Wirecard Bites The Dust

In the midst of this whole Covid-19 brouhaha, it’s good to know that there is business as usual still being undertaken in uncovering corporate malfeasance. This year’s mega scandal emerged in Germany, when the blue chip company Wirecard’s CEO was arrested last month on suspicion of accounting fraud and market manipulation. Wirecard is a German payments services provider with offices across the world providing mobile payments, e-commerce, digitization and finance technology. Its clients included large multinational insurance companies, airlines and public transport utilities. In an August 2019 press release to the Business Insider magazine, Wirecard reported half year revenues of € 1.2 billion in revenues compared to € 882 million in half year 2018 and a 50% increase in earnings after tax of € 237 million over the same period in 2018. The company also claimed in the press release that transaction volume processed via its platform grew 37.5% to €77.3 billion in the first half of 2019 compared to €56.2 billion over the same period in 2018.

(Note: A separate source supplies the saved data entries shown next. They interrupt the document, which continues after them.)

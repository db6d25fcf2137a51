//! Discord bot-API sink: authenticated POST to a channel. Unlike the
//! webhook it can attach link buttons (buy / offer / seller).

use std::time::Duration;

use anyhow::{anyhow, bail, Result};
use reqwest::Client;
use serde::Serialize;
use serde_json::json;

use super::discord::build_embeds;
use super::{retry_after_secs, Notification};

const DISCORD_API: &str = "https://discord.com/api/v10";

#[derive(Debug, Serialize)]
struct BotMessage {
    embeds: Vec<super::discord::DiscordEmbed>,
    components: Vec<serde_json::Value>,
}

pub struct DiscordBotNotifier {
    token: String,
    client: Client,
    timeout: Duration,
    max_retries: u8,
}

impl DiscordBotNotifier {
    pub fn new(token: String) -> Self {
        Self {
            token,
            client: Client::new(),
            timeout: Duration::from_secs(15),
            max_retries: 3,
        }
    }

    pub async fn send(&self, channel_id: &str, notification: &Notification) -> Result<()> {
        let item = notification.item();
        let components = vec![json!({
            "type": 1,
            "components": [
                {"type": 2, "style": 5, "label": "Open listing", "url": item.url},
                {"type": 2, "style": 5, "label": "Seller", "url": item.url},
            ],
        })];
        let payload = BotMessage {
            embeds: build_embeds(notification),
            components,
        };

        let url = format!("{DISCORD_API}/channels/{channel_id}/messages");
        let mut attempt: u8 = 0;
        loop {
            attempt += 1;
            let result = self
                .client
                .post(&url)
                .header("authorization", format!("Bot {}", self.token))
                .timeout(self.timeout)
                .json(&payload)
                .send()
                .await;

            match result {
                Ok(response) => {
                    let status = response.status();
                    if status.is_success() {
                        return Ok(());
                    }
                    match status.as_u16() {
                        429 => {
                            let wait = retry_after_secs(&response, 5.0) + 0.5;
                            tracing::warn!(wait_secs = wait, "bot api rate limited");
                            tokio::time::sleep(Duration::from_secs_f64(wait)).await;
                        }
                        401 => bail!("bot token rejected"),
                        403 => bail!("bot lacks permission for channel {channel_id}"),
                        404 => bail!("channel {channel_id} does not exist"),
                        _ => {
                            if attempt >= self.max_retries {
                                return Err(anyhow!(
                                    "bot api returned {status} after {attempt} attempts"
                                ));
                            }
                            tokio::time::sleep(Duration::from_secs(1 << attempt)).await;
                        }
                    }
                }
                Err(e) => {
                    if attempt >= self.max_retries {
                        return Err(anyhow!("bot api request failed: {e}"));
                    }
                    tokio::time::sleep(Duration::from_secs(1 << attempt)).await;
                }
            }

            if attempt >= self.max_retries {
                return Err(anyhow!("bot api retries exhausted"));
            }
        }
    }
}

But all these numbers had already started to raise doubts after a January 2019 expose by the Financial Times (FT), a globally recognized and well respected British business newspaper, based on whistleblower reports. The FT reported on 30th January 2019 that a presentation had been made to Wirecard executives, including the CEO Markus Braun, on a string of suspicious transactions using forged and backdated contracts that led to falsification of accounts and money laundering. The whistleblower was concerned that no action had been taken against the perpetrator of the acts undertaken by Eco Kurniawan who was responsible for the payment group’s accounting in the Asia Pacific region. Wirecard took great umbrage at the FT’s reporting and sued the newspaper for unethical reporting and market manipulation as the company’s share price took a plunge on the German Stock Exchange.

Responding to the market’s reaction, the company asked KPMG, one of the Big Four global auditors, to undertake an independent audit of the firm’s Asian operations and was quick to announce in March 2019 that the audit firm had not found any discrepancies in the audit and that it would not restate its accounts for the years between 2016 and 2018. However an article by Reuters in April 2019, revealed that the independent investigation by KPMG into Wirecard had concluded that the company did not provide sufficient documentation to address all the allegations of accounting irregularities made by the FT, who continued to stand by their view that Wirecard had booked half of its worldwide revenues and much of its profits from three obscure third party acquiring partners.

In June 2020, it all went pear shaped for the CEO Markus Braun. After the delayed announcement of Wirecard’s 2019 results three times since their expected release in March 2020, the FT reported that Ernst and Young, Wirecard’s auditors, had warned that € 1.9 billion was missing from the company’s accounts. The auditors told the company that there were indications that a trustee of the company’s bank accounts had attempted “to deceive the auditor” and may have provided “spurious cash balances.” Consequently, the auditor was unable to release the much awaited 2019 financial results to the company’s board and management.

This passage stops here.